Archer is celebrating the decision as a victory.
“The record makes it clear that Wisk has provided no evidence – not a single document, not a single witness – that Archer ever received or used any Wisk trade secret,” Archer’s deputy general counsel, Eric Lentell says. “Wisk’s charges of massive theft are based entirely on conspiracy theories and outright misrepresentations of the actual record.”
Archer contends that Wisk is ”now abusing the judicial and criminal justice system in hopes that a court can help Wisk slow down the pace of innovation while Wisk struggles to keep up”.
Wisk, meanwhile, says the court’s decision “has no bearing on the outcome of the case and does not exonerate Archer in the least”.
“We are in the very early stages of a long legal process, with in-depth evidence-gathering now to begin, and we fully intend to hold Archer accountable at trial,” Wisk pledges.
In its 6 April lawsuit, Wisk alleged that a rogue former employee stole trade secrets before leaving the company and joining Archer shortly thereafter. Wisk says Archer then used that information to help design an eVTOL aircraft in record time. It said Archer’s autonomous air taxi “appears to copy the same design that Wisk developed”.
In 2020, Archer released details of a four-passenger eVTOL it said would have 52nm (96km) range and fly at 130kt (240km/h).
Then, in February 2021, the company disclosed a plan to become a publicly-traded company by merging with an investment company Atlas Crest Investment.

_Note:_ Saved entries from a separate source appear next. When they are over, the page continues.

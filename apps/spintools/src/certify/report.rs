//! Text report for a finished certifier scan.
//!
//! Every line is written and flushed as it is produced so an interrupted
//! run still leaves a readable partial report. Directory sections start
//! with a single tab so the report can be fed back as a marks file.

use super::marks::MarkTable;
use super::{Certifier, Result};
use crate::error::CertifyError;
use std::collections::BTreeMap;
use std::io::Write;
use std::path::{Path, PathBuf};

/// Line-oriented writer that flushes after every finding.
pub struct ReportWriter<W: Write> {
    out: W,
    target: PathBuf,
}

impl<W: Write> ReportWriter<W> {
    pub fn new(out: W, target: impl Into<PathBuf>) -> Self {
        ReportWriter {
            out,
            target: target.into(),
        }
    }

    pub fn finding(&mut self, line: &str) -> Result<()> {
        writeln!(self.out, "{}", line)
            .and_then(|_| self.out.flush())
            .map_err(|e| CertifyError::io(&self.target, e))
    }

    pub fn into_inner(self) -> W {
        self.out
    }
}

/// Write the complete report: header, per-directory listings, then the
/// summary sections.
pub fn write_report<W: Write>(
    certifier: &Certifier,
    root: &Path,
    marks: Option<&MarkTable>,
    w: &mut ReportWriter<W>,
) -> Result<()> {
    let dirname = root
        .parent()
        .map(|p| p.to_string_lossy().to_string())
        .unwrap_or_default();
    let basename = root
        .file_name()
        .map(|n| n.to_string_lossy().to_string())
        .unwrap_or_else(|| root.to_string_lossy().to_string());
    w.finding("Spin/Spin2 files in FOLDER:")?;
    w.finding(&format!(" Root {}:", dirname))?;
    w.finding(&format!(" {}:", basename))?;

    write_directories(certifier, marks, w)?;
    write_stats(certifier, &root.to_string_lossy(), w)?;
    write_name_counts(certifier, w)?;
    write_repeated_names(certifier, w)?;
    write_shared_content(certifier, w)?;
    Ok(())
}

fn write_directories<W: Write>(
    certifier: &Certifier,
    marks: Option<&MarkTable>,
    w: &mut ReportWriter<W>,
) -> Result<()> {
    let mut matched = 0usize;
    for dir in certifier.directories() {
        w.finding("")?;
        w.finding(&format!(
            "\t{:03}-{}:  {}:",
            dir.number, dir.depth, dir.display_path
        ))?;
        let mut names: Vec<&str> = dir.files.iter().map(|f| f.name.as_str()).collect();
        names.sort_by(|a, b| super::casefold_cmp(a, b));
        for name in names {
            let (seq, count) = match certifier.name_stat(name) {
                Some(s) => (s.seq, s.count),
                None => {
                    tracing::warn!(file = %name, "no occurrence entry for listed file");
                    (0, 0)
                }
            };
            let mark = marks.and_then(|m| m.lookup(&dir.display_path, name));
            let done = match mark.and_then(|m| m.done.as_deref()) {
                Some(d) => format!(" {}", d),
                None => String::new(),
            };
            w.finding(&format!("\t\t- {} [{},{}]{}", name, seq, count, done))?;
            if let Some(m) = mark {
                matched += 1;
                for note in &m.notes {
                    w.finding(&format!("\t\t\t- {}", note))?;
                }
            }
        }
    }
    if let Some(m) = marks {
        tracing::info!(
            matched,
            directories = m.directory_count(),
            "merged marks from prior report"
        );
    }
    Ok(())
}

fn write_stats<W: Write>(certifier: &Certifier, root: &str, w: &mut ReportWriter<W>) -> Result<()> {
    w.finding("")?;
    w.finding(&format!("Stats for FOLDER: {}", root))?;
    w.finding(&format!(
        "\t{} directories containing:",
        certifier.directories().len()
    ))?;
    w.finding(&format!("\t\t{} Unique filenames", certifier.distinct_names()))?;
    w.finding(&format!(
        "\t\t({} Unique files where content is diff.)",
        certifier.distinct_hashes()
    ))
}

fn write_name_counts<W: Write>(certifier: &Certifier, w: &mut ReportWriter<W>) -> Result<()> {
    w.finding("")?;
    w.finding("Alphabetical list of files with nbr of times found:")?;
    for (name, stat) in certifier.names_sorted() {
        w.finding(&format!("\t{}x {}", stat.count, name))?;
    }
    Ok(())
}

fn write_repeated_names<W: Write>(certifier: &Certifier, w: &mut ReportWriter<W>) -> Result<()> {
    w.finding("")?;
    w.finding("Alphabetical list of files appearing more than once:")?;
    let mut by_count: BTreeMap<usize, Vec<&str>> = BTreeMap::new();
    for (name, stat) in certifier.names_sorted() {
        if stat.count > 1 {
            by_count.entry(stat.count).or_default().push(name);
        }
    }
    if by_count.is_empty() {
        return w.finding("\tNo files appear more than once");
    }
    for (count, names) in by_count {
        w.finding(&format!("\tFiles appearing {} times:", count))?;
        for name in names {
            w.finding(&format!(
                "\t\t{}  ({} unique versions)",
                name,
                certifier.unique_versions(name)
            ))?;
        }
    }
    Ok(())
}

fn write_shared_content<W: Write>(certifier: &Certifier, w: &mut ReportWriter<W>) -> Result<()> {
    w.finding("")?;
    w.finding("Identical files with more than one name:")?;
    let shared = certifier.shared_hashes();
    if shared.is_empty() {
        return w.finding("\tNo identical files with different names");
    }
    for (hash, names) in shared {
        w.finding(&format!("\t{} Files with md5:[{}]:", names.len(), hash))?;
        for name in names {
            w.finding(&format!(
                "\t\t{}  ({} unique versions)",
                name,
                certifier.unique_versions(name)
            ))?;
        }
    }
    Ok(())
}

At the time, Archer also said United Airlines had committed to purchasing 200 of its eVTOL aircraft.
It unveiled the prototype of this vehicle, called “Maker”, in June. The autonomous aircraft, which carries the registration N301AX, is a two-seat demonstrator designed to serve as a test-bed for certification purposes. The body has two gull-wing doors and a V-tail. Its 12 wing-mounted rotors – six on the leading edge, which appear to be tiltable, and six on the trailing edge – are powered by six independent battery packs.
Archer said it hopes to fly Maker by the end of the year and begin commercial service by 2024. The firm insists that it developed its design with wing-mounted rotors “through a leading eVTOL independent consultant before any Wisk employees ever joined Archer”.
Wisk’s 12-propeller, two-passenger aircraft, called ”Cora”, has 22nm range and can reach speeds of about 86kt, says Wisk’s website. Wisk this year intends to begin a trial programme in New Zealand through which it eventually aims to conduct passenger flights with the Cora. Wisk says that it has already conducted 1,500 test flights with full-scale aircraft.